高等数学外文教材推荐在学习高等数学的过程中，选择一本优质的教材对于提高学习效果和理解能力至关重要。

除了中文教材外，外文教材也是一种很好的选择。

它们提供了不同的视角和方法，拓宽了学生的数学思维，增强了他们的语言表达能力。

以下是一些值得推荐的高等数学外文教材：1. "Calculus" by Michael Spivak《微积分学》迈克尔·斯皮瓦克这是一本经典的高等数学教材，适合有一定数学基础的学生。

斯皮瓦克书中的证明严谨而精炼，概念讲解清晰，推导过程详细，很好地帮助了解微积分的基本概念和方法。

此外，该教材还通过习题和练习提供了大量的实践机会，帮助学生巩固所学内容。

2. "Advanced Engineering Mathematics" by Erwin Kreyszig《高级工程数学》埃温·克雷西格这本教材适用于工程和科学专业的学生，涵盖了数学分析、线性代数、概率论等方面的知识。

克雷西格书中的内容既深入又全面，结合实际应用，将数学概念与工程问题相结合，使学生更容易理解和应用数学方法。

3. "Linear Algebra and Its Applications" by Gilbert Strang《线性代数及其应用》吉尔伯特·斯特朗斯特朗的教材深入浅出，以直观的方式介绍了线性代数的概念和技巧。

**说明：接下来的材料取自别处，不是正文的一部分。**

use mealbook_db::table::ShoppingListItem;
use mealbook_mealplan::Plan;
use mealbook_shared::{
    mealplan::PlanKind,
    recipe::{IngredientCategory, Unit},
};
use sea_query::{Expr, ExprTrait, SqliteQueryBuilder};
use sea_query_sqlx::SqlxBinder;
use serde::Serialize;
use sqlx::prelude::FromRow;
use std::collections::HashMap;

#[derive(Debug, Clone, Serialize, PartialEq)]
pub struct ShoppingLine {
    pub ingredient_id: String,
    pub name: String,
    pub unit: Unit,
    pub category: IngredientCategory,
    /// Quantity computed from the planned meals.
    pub required: f64,
    /// Manual override when set, `required` otherwise.
    pub quantity: f64,
    pub overridden: bool,
    pub checked: bool,
    pub formatted: String,
    pub recipes: Vec<String>,
}

#[derive(Debug, Clone, Serialize, PartialEq)]
pub struct ShoppingList {
    pub plan: Plan,
    pub lines: Vec<ShoppingLine>,
}

impl ShoppingList {
    pub fn remaining(&self) -> usize {
        self.lines.iter().filter(|l| !l.checked).count()
    }
}

#[derive(FromRow)]
struct ItemRow {
    ingredient_id: String,
    checked: bool,
    quantity: Option<f64>,
}

impl super::Query {
    /// Current content of a shopping list. With `checked_last`, checked lines
    /// move after the unchecked ones and keep their relative order.
    pub async fn load(
        &self,
        list_id: impl Into<String>,
        checked_last: bool,
    ) -> mealbook_shared::Result<Option<ShoppingList>> {
        let list_id = list_id.into();
        let mut conn = self.read_db.acquire().await?;
        let Some(plan) = mealbook_mealplan::load_plan(&mut conn, &list_id).await? else {
            return Ok(None);
        };

        if plan.kind != PlanKind::ShoppingList {
            return Ok(None);
        }

        let (sql, values) = sea_query::Query::select()
            .columns([
                ShoppingListItem::IngredientId,
                ShoppingListItem::Checked,
                ShoppingListItem::Quantity,
            ])
            .from(ShoppingListItem::Table)
            .and_where(Expr::col(ShoppingListItem::PlanId).eq(&list_id))
            .build_sqlx(SqliteQueryBuilder);

        let items = sqlx::query_as_with::<_, ItemRow, _>(&sql, values)
            .fetch_all(&mut *conn)
            .await?
            .into_iter()
            .map(|item| (item.ingredient_id.to_owned(), item))
            .collect::<HashMap<_, _>>();

        drop(conn);

        let requirements = crate::requirements(&self.0, &plan).await?;
        let mut lines = crate::aggregate(requirements)
            .into_iter()
            .map(|aggregated| {
                let item = items.get(&aggregated.ingredient.id);
                let overridden = item.and_then(|i| i.quantity);
                let quantity = overridden.unwrap_or(aggregated.quantity);

                ShoppingLine {
                    formatted: aggregated.ingredient.unit.format(quantity),
                    ingredient_id: aggregated.ingredient.id,
                    name: aggregated.ingredient.name,
                    unit: aggregated.ingredient.unit,
                    category: aggregated.ingredient.category,
                    required: aggregated.quantity,
                    quantity,
                    overridden: overridden.is_some(),
                    checked: item.is_some_and(|i| i.checked),
                    recipes: aggregated.recipes,
                }
            })
            .collect::<Vec<_>>();

        if checked_last {
            lines.sort_by_key(|l| l.checked);
        }

        Ok(Some(ShoppingList { plan, lines }))
    }

    /// Shopping lists, most recent range first.
    pub async fn lists(&self) -> mealbook_shared::Result<Vec<Plan>> {
        let mut lists = mealbook_mealplan::Query(self.0.clone())
            .list(Some(PlanKind::ShoppingList))
            .await?;
        lists.reverse();

        Ok(lists)
    }
}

书中提供了许多实际应用的例子和练习题，帮助学生将抽象的线性代数理论与实际问题联系起来。

此外，斯特朗还通过图形和直观的几何解释使数学内容更易于理解。

4. "Introduction to Probability" by Joseph K. Blitzstein and Jessica Hwang《概率论导论》约瑟夫·B.布利茨坦和黄嘉丽这本教材是一本适合初学者的概率论教材。

布利茨坦和黄嘉丽以亲切和易读的方式介绍了概率论的基本概念和技巧。

微积分英文版第九版课后练习题含答案微积分是数学中重要的一部分，其关注的是一条曲线或曲面的局部性质。

美国著名数学家Stewart所著的微积分英文版第九版是微积分学习的重要教材之一，本文将介绍其课后练习题，并提供答案供大家进行自我学习和测试。

课后练习题微积分英文版第九版的课后练习题共分为两部分，其中Part 1是选择题，Part 2是填空题和证明题，共计约1700道题目。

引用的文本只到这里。